→ Exercise:
Below are the records; give the number of lines in them that include the word "AgentMarker", and nothing more.
^^^^
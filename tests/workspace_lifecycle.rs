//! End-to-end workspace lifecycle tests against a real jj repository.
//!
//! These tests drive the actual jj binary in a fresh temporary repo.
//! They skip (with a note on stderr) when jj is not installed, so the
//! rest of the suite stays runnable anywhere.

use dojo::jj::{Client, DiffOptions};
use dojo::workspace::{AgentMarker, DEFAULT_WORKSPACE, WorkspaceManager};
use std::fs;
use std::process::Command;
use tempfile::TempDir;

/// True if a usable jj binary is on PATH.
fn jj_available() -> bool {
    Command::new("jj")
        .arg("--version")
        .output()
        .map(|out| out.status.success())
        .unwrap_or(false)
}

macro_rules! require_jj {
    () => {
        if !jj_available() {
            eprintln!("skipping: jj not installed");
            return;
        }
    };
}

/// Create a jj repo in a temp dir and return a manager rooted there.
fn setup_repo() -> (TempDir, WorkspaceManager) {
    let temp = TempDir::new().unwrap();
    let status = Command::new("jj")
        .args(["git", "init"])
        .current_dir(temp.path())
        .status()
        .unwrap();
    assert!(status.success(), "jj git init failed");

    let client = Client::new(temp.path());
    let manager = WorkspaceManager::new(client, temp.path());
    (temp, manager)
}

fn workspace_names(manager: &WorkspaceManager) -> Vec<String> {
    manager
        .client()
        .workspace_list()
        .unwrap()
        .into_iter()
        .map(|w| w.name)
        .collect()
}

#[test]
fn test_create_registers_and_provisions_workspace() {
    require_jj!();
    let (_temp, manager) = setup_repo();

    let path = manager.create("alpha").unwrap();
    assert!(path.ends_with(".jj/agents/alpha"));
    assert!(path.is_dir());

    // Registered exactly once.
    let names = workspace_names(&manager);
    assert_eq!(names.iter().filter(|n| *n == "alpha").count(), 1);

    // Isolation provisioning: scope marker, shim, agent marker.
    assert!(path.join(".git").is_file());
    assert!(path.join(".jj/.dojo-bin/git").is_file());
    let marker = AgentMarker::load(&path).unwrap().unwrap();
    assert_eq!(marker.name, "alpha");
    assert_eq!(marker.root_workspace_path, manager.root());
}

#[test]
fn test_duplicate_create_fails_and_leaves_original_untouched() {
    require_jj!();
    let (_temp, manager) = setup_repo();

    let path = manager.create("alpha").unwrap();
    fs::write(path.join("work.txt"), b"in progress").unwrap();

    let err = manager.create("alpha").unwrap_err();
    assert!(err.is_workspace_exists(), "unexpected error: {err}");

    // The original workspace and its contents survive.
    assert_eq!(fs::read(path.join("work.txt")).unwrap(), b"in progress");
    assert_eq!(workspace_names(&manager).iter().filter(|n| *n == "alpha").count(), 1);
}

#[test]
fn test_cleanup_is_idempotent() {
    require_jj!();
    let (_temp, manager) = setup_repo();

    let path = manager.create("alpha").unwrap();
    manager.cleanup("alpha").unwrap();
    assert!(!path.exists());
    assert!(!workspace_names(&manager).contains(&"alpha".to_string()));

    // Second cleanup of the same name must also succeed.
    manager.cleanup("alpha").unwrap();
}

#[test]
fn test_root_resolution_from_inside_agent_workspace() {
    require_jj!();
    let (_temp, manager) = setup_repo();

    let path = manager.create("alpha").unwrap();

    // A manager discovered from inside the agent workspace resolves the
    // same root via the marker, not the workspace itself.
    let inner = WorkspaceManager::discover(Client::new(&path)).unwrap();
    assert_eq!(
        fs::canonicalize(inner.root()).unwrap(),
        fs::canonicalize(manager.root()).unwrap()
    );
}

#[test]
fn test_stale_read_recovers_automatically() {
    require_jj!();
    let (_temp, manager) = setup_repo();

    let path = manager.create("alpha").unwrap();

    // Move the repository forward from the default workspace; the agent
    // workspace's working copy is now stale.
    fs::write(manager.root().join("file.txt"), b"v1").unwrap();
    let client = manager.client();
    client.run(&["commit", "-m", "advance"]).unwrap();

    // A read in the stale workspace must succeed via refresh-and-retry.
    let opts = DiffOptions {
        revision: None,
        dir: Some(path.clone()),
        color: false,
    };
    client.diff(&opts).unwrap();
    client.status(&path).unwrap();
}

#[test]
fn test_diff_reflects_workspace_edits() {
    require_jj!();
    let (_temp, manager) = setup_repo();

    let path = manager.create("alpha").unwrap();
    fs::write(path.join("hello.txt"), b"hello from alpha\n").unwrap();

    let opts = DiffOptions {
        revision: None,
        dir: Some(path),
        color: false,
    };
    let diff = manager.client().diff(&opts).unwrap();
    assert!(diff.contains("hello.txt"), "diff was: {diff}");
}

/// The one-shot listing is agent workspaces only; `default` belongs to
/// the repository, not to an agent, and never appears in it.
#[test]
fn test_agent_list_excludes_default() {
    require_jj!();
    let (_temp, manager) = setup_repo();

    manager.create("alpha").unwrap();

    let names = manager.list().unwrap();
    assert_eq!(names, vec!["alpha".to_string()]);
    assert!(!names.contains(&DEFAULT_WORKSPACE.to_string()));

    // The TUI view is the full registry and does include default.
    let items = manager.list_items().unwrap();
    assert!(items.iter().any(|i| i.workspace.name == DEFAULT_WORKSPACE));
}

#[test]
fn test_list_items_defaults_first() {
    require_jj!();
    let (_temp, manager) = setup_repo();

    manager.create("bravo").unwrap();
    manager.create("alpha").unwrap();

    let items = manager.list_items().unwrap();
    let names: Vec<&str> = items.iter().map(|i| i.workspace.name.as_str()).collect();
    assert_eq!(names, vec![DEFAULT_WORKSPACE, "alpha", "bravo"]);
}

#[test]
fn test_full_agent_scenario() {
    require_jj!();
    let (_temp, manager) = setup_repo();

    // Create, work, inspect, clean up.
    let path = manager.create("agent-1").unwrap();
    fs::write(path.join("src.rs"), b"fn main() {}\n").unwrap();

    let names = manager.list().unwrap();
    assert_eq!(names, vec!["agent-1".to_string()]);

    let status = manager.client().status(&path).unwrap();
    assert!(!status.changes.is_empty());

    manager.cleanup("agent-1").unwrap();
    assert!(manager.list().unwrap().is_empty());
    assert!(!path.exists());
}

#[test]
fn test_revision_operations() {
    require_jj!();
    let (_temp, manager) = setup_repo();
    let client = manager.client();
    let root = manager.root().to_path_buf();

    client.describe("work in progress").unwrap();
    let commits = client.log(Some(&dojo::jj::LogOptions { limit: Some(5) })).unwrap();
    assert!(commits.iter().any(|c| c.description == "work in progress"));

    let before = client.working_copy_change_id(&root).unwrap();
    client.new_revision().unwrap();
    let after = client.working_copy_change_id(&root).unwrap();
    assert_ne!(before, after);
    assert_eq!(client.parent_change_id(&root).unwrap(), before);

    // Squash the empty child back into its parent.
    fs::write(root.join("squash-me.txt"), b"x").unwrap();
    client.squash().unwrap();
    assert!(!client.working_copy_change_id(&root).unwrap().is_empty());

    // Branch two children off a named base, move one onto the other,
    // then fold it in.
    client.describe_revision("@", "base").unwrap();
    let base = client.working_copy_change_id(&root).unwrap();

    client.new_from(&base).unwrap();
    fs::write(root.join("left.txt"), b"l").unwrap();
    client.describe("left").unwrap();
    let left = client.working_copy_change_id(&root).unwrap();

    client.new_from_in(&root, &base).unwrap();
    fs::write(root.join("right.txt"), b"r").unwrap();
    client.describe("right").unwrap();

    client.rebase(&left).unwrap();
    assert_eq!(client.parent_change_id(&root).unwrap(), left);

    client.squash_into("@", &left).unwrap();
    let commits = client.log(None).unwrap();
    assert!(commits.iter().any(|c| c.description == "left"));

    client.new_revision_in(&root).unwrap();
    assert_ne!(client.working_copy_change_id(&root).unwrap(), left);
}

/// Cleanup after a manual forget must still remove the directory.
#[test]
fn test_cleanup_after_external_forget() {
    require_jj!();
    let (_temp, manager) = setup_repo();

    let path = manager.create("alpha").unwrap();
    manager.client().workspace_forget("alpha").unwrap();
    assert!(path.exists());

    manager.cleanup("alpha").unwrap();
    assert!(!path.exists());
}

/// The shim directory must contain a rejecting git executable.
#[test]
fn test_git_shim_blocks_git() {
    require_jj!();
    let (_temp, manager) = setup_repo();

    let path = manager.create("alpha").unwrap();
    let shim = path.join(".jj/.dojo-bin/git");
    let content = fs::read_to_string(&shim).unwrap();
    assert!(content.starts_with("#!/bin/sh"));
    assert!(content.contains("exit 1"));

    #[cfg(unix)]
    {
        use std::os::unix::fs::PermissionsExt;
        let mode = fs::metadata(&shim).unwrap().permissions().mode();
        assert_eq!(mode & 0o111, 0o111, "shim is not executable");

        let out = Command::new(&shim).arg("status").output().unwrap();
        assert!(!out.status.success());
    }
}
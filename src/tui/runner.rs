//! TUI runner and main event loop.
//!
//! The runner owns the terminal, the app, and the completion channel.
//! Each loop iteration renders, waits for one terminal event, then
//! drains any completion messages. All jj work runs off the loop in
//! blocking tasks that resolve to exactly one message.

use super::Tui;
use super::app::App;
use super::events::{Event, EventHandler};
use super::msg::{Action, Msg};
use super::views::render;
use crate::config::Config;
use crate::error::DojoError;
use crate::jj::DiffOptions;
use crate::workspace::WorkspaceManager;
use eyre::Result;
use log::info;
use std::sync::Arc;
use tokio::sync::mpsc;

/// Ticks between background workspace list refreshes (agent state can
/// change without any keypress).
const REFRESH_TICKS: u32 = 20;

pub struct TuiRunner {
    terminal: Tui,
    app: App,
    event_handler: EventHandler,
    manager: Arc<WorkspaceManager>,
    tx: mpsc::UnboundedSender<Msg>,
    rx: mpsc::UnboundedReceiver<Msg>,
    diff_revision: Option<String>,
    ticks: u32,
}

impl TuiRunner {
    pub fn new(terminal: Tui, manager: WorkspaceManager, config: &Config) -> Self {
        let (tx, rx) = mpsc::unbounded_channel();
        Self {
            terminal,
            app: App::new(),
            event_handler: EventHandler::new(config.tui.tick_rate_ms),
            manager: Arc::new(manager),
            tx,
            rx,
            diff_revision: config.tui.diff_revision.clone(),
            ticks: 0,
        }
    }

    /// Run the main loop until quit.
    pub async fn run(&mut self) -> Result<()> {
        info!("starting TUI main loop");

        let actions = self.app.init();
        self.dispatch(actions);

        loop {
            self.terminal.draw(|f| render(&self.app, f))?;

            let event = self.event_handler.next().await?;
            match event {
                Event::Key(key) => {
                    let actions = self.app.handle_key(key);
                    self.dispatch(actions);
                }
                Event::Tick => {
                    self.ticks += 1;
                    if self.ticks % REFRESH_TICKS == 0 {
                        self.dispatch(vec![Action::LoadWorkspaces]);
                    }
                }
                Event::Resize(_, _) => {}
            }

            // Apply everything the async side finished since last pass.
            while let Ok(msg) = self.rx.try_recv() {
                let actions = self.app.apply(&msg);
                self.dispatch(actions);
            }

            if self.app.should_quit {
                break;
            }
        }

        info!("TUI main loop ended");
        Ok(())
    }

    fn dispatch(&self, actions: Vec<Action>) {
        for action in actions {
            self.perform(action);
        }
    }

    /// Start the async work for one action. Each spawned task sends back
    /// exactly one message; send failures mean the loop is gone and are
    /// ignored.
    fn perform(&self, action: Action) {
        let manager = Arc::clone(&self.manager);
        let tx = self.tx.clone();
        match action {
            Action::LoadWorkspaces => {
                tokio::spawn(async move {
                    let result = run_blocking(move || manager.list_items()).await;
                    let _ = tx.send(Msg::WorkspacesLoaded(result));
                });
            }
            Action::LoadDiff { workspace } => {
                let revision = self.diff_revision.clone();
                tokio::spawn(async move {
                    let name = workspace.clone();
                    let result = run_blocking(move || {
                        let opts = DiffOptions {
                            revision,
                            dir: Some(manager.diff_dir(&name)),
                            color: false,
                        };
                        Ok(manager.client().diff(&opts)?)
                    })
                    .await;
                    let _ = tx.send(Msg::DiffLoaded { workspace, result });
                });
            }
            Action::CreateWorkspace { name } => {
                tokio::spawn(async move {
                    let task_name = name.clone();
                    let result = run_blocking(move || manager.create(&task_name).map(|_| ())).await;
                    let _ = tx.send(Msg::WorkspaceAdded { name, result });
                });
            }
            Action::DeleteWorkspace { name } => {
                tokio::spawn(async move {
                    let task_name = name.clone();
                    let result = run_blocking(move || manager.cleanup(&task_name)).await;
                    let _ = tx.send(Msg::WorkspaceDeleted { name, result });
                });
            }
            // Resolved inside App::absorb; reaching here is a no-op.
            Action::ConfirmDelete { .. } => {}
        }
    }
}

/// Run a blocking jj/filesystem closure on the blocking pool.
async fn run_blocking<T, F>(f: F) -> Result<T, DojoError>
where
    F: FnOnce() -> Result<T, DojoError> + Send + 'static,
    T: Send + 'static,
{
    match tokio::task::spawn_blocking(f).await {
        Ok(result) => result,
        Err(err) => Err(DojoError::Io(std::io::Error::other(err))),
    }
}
^^^^
→ Problem solution:
2